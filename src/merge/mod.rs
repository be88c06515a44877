//! Merge the collected store with sibling spreadsheet exports.
//!
//! Two output shapes exist. Narrow mode keeps one shared column per row plus
//! the source label. Full mode maps each input onto the eight canonical
//! columns through a named column-mapping table.

pub mod mapping;

use std::path::{Path, PathBuf};

use csv::StringRecord;
use tracing::{info, warn};

use crate::error::MergeError;
use crate::model::issue::{IssueRecord, CANONICAL_HEADER};
use mapping::MappingTables;

#[derive(Debug, Clone, PartialEq, Eq)]
pub enum MergeMode {
    /// Keep `column` (matched case-insensitively) and tag it with the source.
    Narrow { column: String },
    /// Map every input onto the canonical columns.
    Full,
}

#[derive(Debug, Clone)]
pub struct MergeInput {
    pub path: PathBuf,
    pub label: String,
    /// Column-mapping table used in full mode. When unset, the table whose
    /// columns all appear in the file's header is used.
    pub mapping: Option<String>,
}

impl MergeInput {
    /// Input labelled with its file stem, e.g. `jira_issues` for
    /// `jira_issues.csv`.
    pub fn new(path: impl Into<PathBuf>) -> Self {
        let path = path.into();
        let label = path
            .file_stem()
            .map(|s| s.to_string_lossy().into_owned())
            .unwrap_or_else(|| path.display().to_string());
        Self {
            path,
            label,
            mapping: None,
        }
    }

    pub fn label(mut self, label: impl Into<String>) -> Self {
        self.label = label.into();
        self
    }

    pub fn mapping(mut self, mapping: impl Into<String>) -> Self {
        self.mapping = Some(mapping.into());
        self
    }
}

#[derive(Debug, Default, PartialEq, Eq)]
pub struct MergeReport {
    /// Rows read per input label, in input order.
    pub counts: Vec<(String, usize)>,
    pub total: usize,
}

/// Merge `inputs` into `output`, first input's rows first.
///
/// Every input must exist before anything is read; nothing is written unless
/// all inputs parse.
pub fn merge(
    inputs: &[MergeInput],
    output: &Path,
    mode: &MergeMode,
    tables: &MappingTables,
) -> Result<MergeReport, MergeError> {
    if let Some(missing) = inputs.iter().find(|i| !i.path.exists()) {
        return Err(MergeError::InputMissing(missing.path.clone()));
    }

    let mut report = MergeReport::default();
    match mode {
        MergeMode::Narrow { column } => {
            let mut rows = Vec::new();
            for input in inputs {
                info!("Reading {}...", input.path.display());
                let values = read_column(input, column)?;
                report.counts.push((input.label.clone(), values.len()));
                rows.extend(values.into_iter().map(|v| [v, input.label.clone()]));
            }
            let header = column.to_lowercase();
            write_rows(output, [header.as_str(), "source"], &rows)?;
        }
        MergeMode::Full => {
            let mut rows = Vec::new();
            for input in inputs {
                info!("Reading {}...", input.path.display());
                let records = read_mapped(input, tables)?;
                report.counts.push((input.label.clone(), records.len()));
                rows.extend(records);
            }
            write_records(output, &rows)?;
        }
    }

    for (label, count) in &report.counts {
        info!("  Found {count} rows from {label}");
    }
    report.total = report.counts.iter().map(|(_, n)| n).sum();
    info!("Merged {} rows into {}", report.total, output.display());
    Ok(report)
}

fn read_column(input: &MergeInput, column: &str) -> Result<Vec<String>, MergeError> {
    let parse_err = |source| MergeError::Parse {
        path: input.path.clone(),
        source,
    };
    let mut reader = csv::ReaderBuilder::new()
        .flexible(true)
        .from_path(&input.path)
        .map_err(parse_err)?;

    let wanted = column.to_lowercase();
    let index = reader
        .headers()
        .map_err(parse_err)?
        .iter()
        .position(|h| h.trim_start_matches('\u{feff}').to_lowercase() == wanted);
    if index.is_none() {
        warn!(input = %input.label, column, "column not found, values will be empty");
    }

    let mut values = Vec::new();
    for result in reader.records() {
        let row = result.map_err(parse_err)?;
        let value = index.and_then(|i| row.get(i)).unwrap_or_default();
        values.push(value.to_string());
    }
    Ok(values)
}

fn read_mapped(input: &MergeInput, tables: &MappingTables) -> Result<Vec<IssueRecord>, MergeError> {
    let parse_err = |source| MergeError::Parse {
        path: input.path.clone(),
        source,
    };
    let mut reader = csv::Reader::from_path(&input.path).map_err(parse_err)?;
    let headers: StringRecord = reader.headers().map_err(parse_err)?.clone();

    let mapping = match &input.mapping {
        Some(name) => tables.get(name)?,
        None => {
            let found = tables
                .detect(&headers)
                .ok_or_else(|| MergeError::NoMapping(input.path.clone()))?;
            info!(input = %input.label, mapping = %found.name, "column mapping detected");
            found
        }
    };

    let bound = mapping.bind(&headers);
    let missing = bound.missing();
    if !missing.is_empty() {
        warn!(
            input = %input.label,
            mapping = %mapping.name,
            ?missing,
            "columns not present, filled with empty strings"
        );
    }

    let mut records = Vec::new();
    for row in reader.records() {
        let row = row.map_err(parse_err)?;
        records.push(bound.apply(&input.label, &row));
    }
    Ok(records)
}

fn write_rows(output: &Path, header: [&str; 2], rows: &[[String; 2]]) -> Result<(), MergeError> {
    let mut writer = open_output(output)?;
    writer
        .write_record(header)
        .map_err(|e| csv_write_err(output, e))?;
    for row in rows {
        writer
            .write_record(row)
            .map_err(|e| csv_write_err(output, e))?;
    }
    writer.flush().map_err(|source| MergeError::Io {
        path: output.to_path_buf(),
        source,
    })
}

fn write_records(output: &Path, rows: &[IssueRecord]) -> Result<(), MergeError> {
    let mut writer = open_output(output)?;
    // Written explicitly so an empty merge still carries the header.
    writer
        .write_record(CANONICAL_HEADER)
        .map_err(|e| csv_write_err(output, e))?;
    for row in rows {
        writer
            .serialize(row)
            .map_err(|e| csv_write_err(output, e))?;
    }
    writer.flush().map_err(|source| MergeError::Io {
        path: output.to_path_buf(),
        source,
    })
}

fn open_output(output: &Path) -> Result<csv::Writer<std::fs::File>, MergeError> {
    if let Some(parent) = output.parent().filter(|p| !p.as_os_str().is_empty()) {
        std::fs::create_dir_all(parent).map_err(|source| MergeError::Io {
            path: parent.to_path_buf(),
            source,
        })?;
    }
    let file = std::fs::File::create(output).map_err(|source| MergeError::Io {
        path: output.to_path_buf(),
        source,
    })?;
    Ok(csv::WriterBuilder::new()
        .has_headers(false)
        .from_writer(file))
}

fn csv_write_err(output: &Path, err: csv::Error) -> MergeError {
    MergeError::Io {
        path: output.to_path_buf(),
        source: err.into(),
    }
}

________________________

**What the task requires:**
Starting with the first line of the records, repeat every line up to and including the one containing "pub mod mapping;", and nothing else.

**Solved exercise:**
filename src/merge/mod.rs
repository be88c06515a44877
//! Merge the collected store with sibling spreadsheet exports.
//!
//! Two output shapes exist. Narrow mode keeps one shared column per row plus
//! the source label. Full mode maps each input onto the eight canonical
//! columns through a named column-mapping table.

pub mod mapping;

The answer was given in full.